═════ Material for this exercise
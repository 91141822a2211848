use std::sync::Arc;
use std::time::Duration;

use anyhow::{Context, Result};
use fw_core::config::Config;
use fw_core::db::Database;
use fw_core::event_log::EventLog;
use fw_core::tree::TreeStore;
use fw_core::types::UserId;
use fw_harness::admission::AdmissionLock;
use fw_harness::kv::{KvStore, MemoryKv};
use fw_harness::policy::PolicyExecutor;
use fw_harness::shutdown::ShutdownSignal;
use tracing::{error, info};

use crate::notify::NotificationSink;
use crate::reconciler::Reconciler;
use crate::worker::WorkerPool;

/// The foldwise background daemon.
///
/// Owns the store, the admission lock and the worker pool. User-facing
/// tree mutations go through [`Daemon::tree`], which records change
/// events; reconciliation is requested with
/// [`Daemon::request_reconciliation`].
pub struct Daemon {
    config: Config,
    db: Database,
    tree: TreeStore,
    lock: AdmissionLock,
    reconciler: Reconciler,
    shutdown: ShutdownSignal,
    pool: Option<WorkerPool>,
}

impl Daemon {
    /// Assemble a daemon from already-open parts.
    pub fn with_parts(
        config: Config,
        db: Database,
        kv: Arc<dyn KvStore>,
        executor: Arc<dyn PolicyExecutor>,
        notifier: Arc<dyn NotificationSink>,
    ) -> Self {
        let tree = TreeStore::new(&db, EventLog::new(&db));
        let lock = AdmissionLock::from_config(kv, &config.admission);
        let reconciler = Reconciler::new(&db, executor, notifier, config.reconcile.clone());
        Self {
            config,
            db,
            tree,
            lock,
            reconciler,
            shutdown: ShutdownSignal::new(),
            pool: None,
        }
    }

    /// Open the configured SQLite store and use a process-local KV store.
    pub async fn new(
        config: Config,
        executor: Arc<dyn PolicyExecutor>,
        notifier: Arc<dyn NotificationSink>,
    ) -> Result<Self> {
        let path = config.store.resolved_path();
        let db = Database::open(&path)
            .await
            .with_context(|| format!("failed to open store at {}", path.display()))?;
        info!(path = %path.display(), "store opened");
        Ok(Self::with_parts(config, db, MemoryKv::shared(), executor, notifier))
    }

    pub fn config(&self) -> &Config {
        &self.config
    }

    pub fn database(&self) -> &Database {
        &self.db
    }

    /// Tracked tree view for user-facing mutations.
    pub fn tree(&self) -> &TreeStore {
        &self.tree
    }

    pub fn admission(&self) -> &AdmissionLock {
        &self.lock
    }

    pub fn reconciler(&self) -> &Reconciler {
        &self.reconciler
    }

    pub fn shutdown_handle(&self) -> ShutdownSignal {
        self.shutdown.clone()
    }

    /// Ask for a reconciliation of `user_id`'s tree.
    ///
    /// Returns `false` if one is already queued or running, or if the
    /// admission store failed.
    pub async fn request_reconciliation(&self, user_id: UserId) -> bool {
        match self.lock.try_admit(user_id).await {
            Ok(admitted) => admitted,
            Err(e) => {
                error!(user_id, error = %e, "admission failed");
                false
            }
        }
    }

    /// Start the worker pool. Later calls do nothing.
    pub fn start_workers(&mut self) {
        if self.pool.is_some() {
            return;
        }
        self.pool = Some(WorkerPool::spawn(
            self.config.worker.workers,
            self.reconciler.clone(),
            self.lock.clone(),
            Duration::from_millis(self.config.worker.pop_timeout_ms),
            self.shutdown.clone(),
        ));
    }

    /// Stop the workers, letting in-flight attempts finish.
    pub async fn shutdown(&mut self) {
        if !self.shutdown.is_shutting_down() {
            self.shutdown.trigger();
        }
        if let Some(pool) = self.pool.take() {
            pool.shutdown().await;
        }
    }

    /// Run workers until the shutdown signal fires.
    pub async fn run(mut self) {
        self.start_workers();
        self.shutdown.wait().await;
        info!("shutdown requested, draining workers");
        if let Some(pool) = self.pool.take() {
            pool.shutdown().await;
        }
    }
}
══════════
▶ [Work request]
Transcribe the data above in full, exactly.

▶ [Result]
repository 91141822a2211848
use std::sync::Arc;
use std::time::Duration;

use anyhow::{Context, Result};
use fw_core::config::Config;
use fw_core::db::Database;
use fw_core::event_log::EventLog;
use fw_core::tree::TreeStore;
use fw_core::types::UserId;
use fw_harness::admission::AdmissionLock;
use fw_harness::kv::{KvStore, MemoryKv};
use fw_harness::policy::PolicyExecutor;
use fw_harness::shutdown::ShutdownSignal;
use tracing::{error, info};

use crate::notify::NotificationSink;
use crate::reconciler::Reconciler;
use crate::worker::WorkerPool;

/// The foldwise background daemon.
///
/// Owns the store, the admission lock and the worker pool. User-facing
/// tree mutations go through [`Daemon::tree`], which records change
/// events; reconciliation is requested with
/// [`Daemon::request_reconciliation`].
pub struct Daemon {
    config: Config,
    db: Database,
    tree: TreeStore,
    lock: AdmissionLock,
    reconciler: Reconciler,
    shutdown: ShutdownSignal,
    pool: Option<WorkerPool>,
}

impl Daemon {
    /// Assemble a daemon from already-open parts.
    pub fn with_parts(
        config: Config,
        db: Database,
        kv: Arc<dyn KvStore>,
        executor: Arc<dyn PolicyExecutor>,
        notifier: Arc<dyn NotificationSink>,
    ) -> Self {
        let tree = TreeStore::new(&db, EventLog::new(&db));
        let lock = AdmissionLock::from_config(kv, &config.admission);
        let reconciler = Reconciler::new(&db, executor, notifier, config.reconcile.clone());
        Self {
            config,
            db,
            tree,
            lock,
            reconciler,
            shutdown: ShutdownSignal::new(),
            pool: None,
        }
    }

    /// Open the configured SQLite store and use a process-local KV store.
    pub async fn new(
        config: Config,
        executor: Arc<dyn PolicyExecutor>,
        notifier: Arc<dyn NotificationSink>,
    ) -> Result<Self> {
        let path = config.store.resolved_path();
        let db = Database::open(&path)
            .await
            .with_context(|| format!("failed to open store at {}", path.display()))?;
        info!(path = %path.display(), "store opened");
        Ok(Self::with_parts(config, db, MemoryKv::shared(), executor, notifier))
    }

    pub fn config(&self) -> &Config {
        &self.config
    }

    pub fn database(&self) -> &Database {
        &self.db
    }

    /// Tracked tree view for user-facing mutations.
    pub fn tree(&self) -> &TreeStore {
        &self.tree
    }

    pub fn admission(&self) -> &AdmissionLock {
        &self.lock
    }

    pub fn reconciler(&self) -> &Reconciler {
        &self.reconciler
    }

    pub fn shutdown_handle(&self) -> ShutdownSignal {
        self.shutdown.clone()
    }

    /// Ask for a reconciliation of `user_id`'s tree.
    ///
    /// Returns `false` if one is already queued or running, or if the
    /// admission store failed.
    pub async fn request_reconciliation(&self, user_id: UserId) -> bool {
        match self.lock.try_admit(user_id).await {
            Ok(admitted) => admitted,
            Err(e) => {
                error!(user_id, error = %e, "admission failed");
                false
            }
        }
    }

    /// Start the worker pool. Later calls do nothing.
    pub fn start_workers(&mut self) {
        if self.pool.is_some() {
            return;
        }
        self.pool = Some(WorkerPool::spawn(
            self.config.worker.workers,
            self.reconciler.clone(),
            self.lock.clone(),
            Duration::from_millis(self.config.worker.pop_timeout_ms),
            self.shutdown.clone(),
        ));
    }

    /// Stop the workers, letting in-flight attempts finish.
    pub async fn shutdown(&mut self) {
        if !self.shutdown.is_shutting_down() {
            self.shutdown.trigger();
        }
        if let Some(pool) = self.pool.take() {
            pool.shutdown().await;
        }
    }

    /// Run workers until the shutdown signal fires.
    pub async fn run(mut self) {
        self.start_workers();
        self.shutdown.wait().await;
        info!("shutdown requested, draining workers");
        if let Some(pool) = self.pool.take() {
            pool.shutdown().await;
        }
    }
}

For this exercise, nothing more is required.